Personal information
- Nationality: American
- Born: April 7, 1893 Zaandam, Netherlands
- Died: September 16, 1980 Baden-Baden, Germany

Sport
- Sport: Sailing

Medal record
Men's sailing
Representing the United States
Olympic Games
| Gold medal – first place | 1952 Helsinki | 6 metre class |

= Everard Endt =

American sailor

Everard Coenraad "Ducky" Endt (April 7, 1893, in Zaandam, Netherlands, to mother Johanna E Dekker and father Hendrik Endt – September 16, 1980, in Baden-Baden, Germany) was an American sailor and Olympic champion. He competed at the 1952 Summer Olympics in Helsinki, where he won a gold medal in the 6 metre class with the boat Llanoria. Endt was the oldest American to win a gold medal in yachting (aged 59).
Endt was part of the crew of the yacht "Dorade" that raced in the Fastnet Yacht race in 1933.

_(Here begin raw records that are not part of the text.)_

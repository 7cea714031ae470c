use crate::geometry::{Point, Rect};

/// Tolerance for treating the two axis scale factors as one uniform zoom.
const UNIFORM_SCALE_TOLERANCE: f64 = 0.05;

/// Everything needed to turn a surface-local point into an image pixel.
/// Rebuilt whenever the surface or image changes; immutable for the duration
/// of one pointer-move computation.
#[derive(Debug, Clone, Copy, PartialEq)]
pub struct MappingContext {
    /// The area of the surface actually showing image content, in the
    /// surface's local space. Equals the full surface when the image fills
    /// it; a centered sub-rectangle when letterboxed.
    pub surface_bounds: Rect,
    pub image_width: u32,
    pub image_height: u32,
    pub explicit_zoom: Option<f64>,
}

impl MappingContext {
    pub fn new(surface: Rect, image_width: u32, image_height: u32, zoom: Option<f64>) -> Self {
        Self {
            surface_bounds: compute_display_rect(surface, image_width, image_height, zoom),
            image_width: image_width.max(1),
            image_height: image_height.max(1),
            explicit_zoom: zoom,
        }
    }
}

/// Map a surface-local point to a source-image pixel.
///
/// Floor-pixel lookup, not interpolation: the readout reports the exact
/// source pixel under the cursor. Points outside the display area yield
/// `None` so the caller renders an empty readout rather than stale data.
pub fn map_to_pixel(point: Point, ctx: &MappingContext) -> Option<(u32, u32)> {
    // Degenerate surfaces are clamped to 1x1; the origin is kept so points
    // map correctly against letterboxed sub-rectangles.
    let bounds = Rect::new(
        ctx.surface_bounds.x,
        ctx.surface_bounds.y,
        ctx.surface_bounds.width.max(1),
        ctx.surface_bounds.height.max(1),
    );
    if !bounds.contains(point) {
        return None;
    }

    let sx = f64::from(bounds.width) / f64::from(ctx.image_width);
    let sy = f64::from(bounds.height) / f64::from(ctx.image_height);
    let fx = f64::from(point.x - bounds.x) / sx;
    let fy = f64::from(point.y - bounds.y) / sy;

    let px = (fx as i64).clamp(0, i64::from(ctx.image_width) - 1) as u32;
    let py = (fy as i64).clamp(0, i64::from(ctx.image_height) - 1) as u32;
    Some((px, py))
}

/// Resolve the rectangle of `surface` that displays image content.
///
/// With an explicit zoom the scaled image is centered when it fits and
/// anchored top-left when it overflows (cropped/scrolled display). Without
/// one, a near-uniform surface is taken to be the scaled image itself, and
/// anything else is letterboxed on the smaller axis scale.
pub fn compute_display_rect(
    surface: Rect,
    image_w: u32,
    image_h: u32,
    explicit_zoom: Option<f64>,
) -> Rect {
    let image_w = image_w.max(1);
    let image_h = image_h.max(1);

    if let Some(zoom) = explicit_zoom.filter(|z| *z > 0.0) {
        let scaled_w = ((f64::from(image_w) * zoom).round() as i32).max(1);
        let scaled_h = ((f64::from(image_h) * zoom).round() as i32).max(1);
        return if scaled_w <= surface.width && scaled_h <= surface.height {
            Rect::new(
                (surface.width - scaled_w) / 2,
                (surface.height - scaled_h) / 2,
                scaled_w,
                scaled_h,
            )
        } else {
            Rect::new(0, 0, scaled_w, scaled_h)
        };
    }

    let zx = f64::from(surface.width) / f64::from(image_w);
    let zy = f64::from(surface.height) / f64::from(image_h);
    if zx > 0.0 && zy > 0.0 && (zx - zy).abs() <= UNIFORM_SCALE_TOLERANCE * zx.max(zy) {
        return Rect::new(0, 0, surface.width, surface.height);
    }

    let scale = zx.min(zy).max(0.0001);
    let w = ((f64::from(image_w) * scale) as i32).max(1);
    let h = ((f64::from(image_h) * scale) as i32).max(1);
    Rect::new((surface.width - w) / 2, (surface.height - h) / 2, w, h)
}

/// Effective zoom of a surface that scales the image near-uniformly, when no
/// explicit zoom is known. `None` when the surface letterboxes or distorts.
pub fn infer_zoom(surface: Rect, image_w: u32, image_h: u32) -> Option<f64> {
    if surface.is_empty() || image_w == 0 || image_h == 0 {
        return None;
    }
    let zx = f64::from(surface.width) / f64::from(image_w);
    let zy = f64::from(surface.height) / f64::from(image_h);
    if zx > 0.0 && zy > 0.0 && (zx - zy).abs() <= UNIFORM_SCALE_TOLERANCE * zx.max(zy) {
        Some((zx + zy) / 2.0)
    } else {
        None
    }
}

Endt became a US citizen in October 1933. Endt divorced his second wife, Whitney, in March 1936 in Reno, Nevada, after five years of marriage.

Endt served in the US Navy Reserves as an officer, reaching the rank of commander in 1945. In 1944, while participating in the D-Day landings at Normandy, he assisted in the building of the Mulberry Docks. Endt retired from the US Navy Reserves in May 1953.